(Records from a dataset)
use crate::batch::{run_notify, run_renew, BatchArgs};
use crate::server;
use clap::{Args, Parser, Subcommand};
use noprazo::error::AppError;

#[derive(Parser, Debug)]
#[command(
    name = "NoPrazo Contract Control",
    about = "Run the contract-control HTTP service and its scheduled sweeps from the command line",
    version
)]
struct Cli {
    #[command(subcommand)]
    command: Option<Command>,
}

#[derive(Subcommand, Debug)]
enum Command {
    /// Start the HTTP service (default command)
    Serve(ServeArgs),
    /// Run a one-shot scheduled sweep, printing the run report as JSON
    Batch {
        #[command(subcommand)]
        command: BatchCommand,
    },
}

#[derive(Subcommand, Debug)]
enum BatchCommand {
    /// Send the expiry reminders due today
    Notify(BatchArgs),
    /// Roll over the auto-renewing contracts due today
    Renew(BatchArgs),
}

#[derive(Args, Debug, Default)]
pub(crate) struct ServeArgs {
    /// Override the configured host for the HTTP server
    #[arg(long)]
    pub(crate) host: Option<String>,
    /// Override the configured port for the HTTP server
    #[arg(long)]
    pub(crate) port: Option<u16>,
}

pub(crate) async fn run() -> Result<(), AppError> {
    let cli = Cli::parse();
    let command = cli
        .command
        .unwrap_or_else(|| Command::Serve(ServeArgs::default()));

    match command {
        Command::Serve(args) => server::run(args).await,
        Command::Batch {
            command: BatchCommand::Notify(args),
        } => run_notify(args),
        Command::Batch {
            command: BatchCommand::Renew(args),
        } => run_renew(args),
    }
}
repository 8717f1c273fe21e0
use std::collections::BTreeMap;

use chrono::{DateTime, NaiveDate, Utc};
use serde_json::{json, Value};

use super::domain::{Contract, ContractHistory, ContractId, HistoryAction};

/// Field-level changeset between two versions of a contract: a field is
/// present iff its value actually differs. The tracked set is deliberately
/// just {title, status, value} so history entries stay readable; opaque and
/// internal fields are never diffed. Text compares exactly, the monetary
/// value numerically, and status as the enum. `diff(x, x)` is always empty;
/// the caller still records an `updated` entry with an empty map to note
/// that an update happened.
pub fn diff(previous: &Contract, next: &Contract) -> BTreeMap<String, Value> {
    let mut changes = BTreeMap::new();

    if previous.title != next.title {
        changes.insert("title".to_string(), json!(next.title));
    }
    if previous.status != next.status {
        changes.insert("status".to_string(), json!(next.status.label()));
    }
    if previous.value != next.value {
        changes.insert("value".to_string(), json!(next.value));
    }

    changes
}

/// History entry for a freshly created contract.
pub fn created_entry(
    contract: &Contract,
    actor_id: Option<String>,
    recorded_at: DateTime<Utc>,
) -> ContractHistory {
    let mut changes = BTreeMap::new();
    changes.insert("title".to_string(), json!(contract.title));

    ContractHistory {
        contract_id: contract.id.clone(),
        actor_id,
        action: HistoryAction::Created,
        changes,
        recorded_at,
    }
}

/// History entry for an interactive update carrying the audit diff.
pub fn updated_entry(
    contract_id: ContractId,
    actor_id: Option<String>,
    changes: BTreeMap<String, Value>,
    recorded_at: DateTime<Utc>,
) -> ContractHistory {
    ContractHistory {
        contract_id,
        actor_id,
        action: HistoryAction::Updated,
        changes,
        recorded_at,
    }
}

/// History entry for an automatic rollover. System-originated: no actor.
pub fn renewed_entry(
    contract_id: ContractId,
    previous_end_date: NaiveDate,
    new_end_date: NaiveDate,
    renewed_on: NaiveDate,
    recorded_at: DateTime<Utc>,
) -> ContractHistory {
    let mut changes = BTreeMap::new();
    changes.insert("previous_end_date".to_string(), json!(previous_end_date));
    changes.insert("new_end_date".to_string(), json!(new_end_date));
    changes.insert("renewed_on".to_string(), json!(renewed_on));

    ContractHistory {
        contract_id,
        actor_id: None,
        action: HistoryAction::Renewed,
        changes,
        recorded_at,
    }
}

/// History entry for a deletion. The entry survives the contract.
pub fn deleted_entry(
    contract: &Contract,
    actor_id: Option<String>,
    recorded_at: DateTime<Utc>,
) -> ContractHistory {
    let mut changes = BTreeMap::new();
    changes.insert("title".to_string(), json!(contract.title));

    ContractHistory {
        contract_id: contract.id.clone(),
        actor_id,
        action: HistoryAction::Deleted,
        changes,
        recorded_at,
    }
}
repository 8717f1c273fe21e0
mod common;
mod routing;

§ **WORK ITEM**: Copy out each line of the data that holds the string "insert".

§ **RESULT**:
        changes.insert("title".to_string(), json!(next.title));
        changes.insert("status".to_string(), json!(next.status.label()));
        changes.insert("value".to_string(), json!(next.value));
    changes.insert("title".to_string(), json!(contract.title));
    changes.insert("previous_end_date".to_string(), json!(previous_end_date));
    changes.insert("new_end_date".to_string(), json!(new_end_date));
    changes.insert("renewed_on".to_string(), json!(renewed_on));
    changes.insert("title".to_string(), json!(contract.title));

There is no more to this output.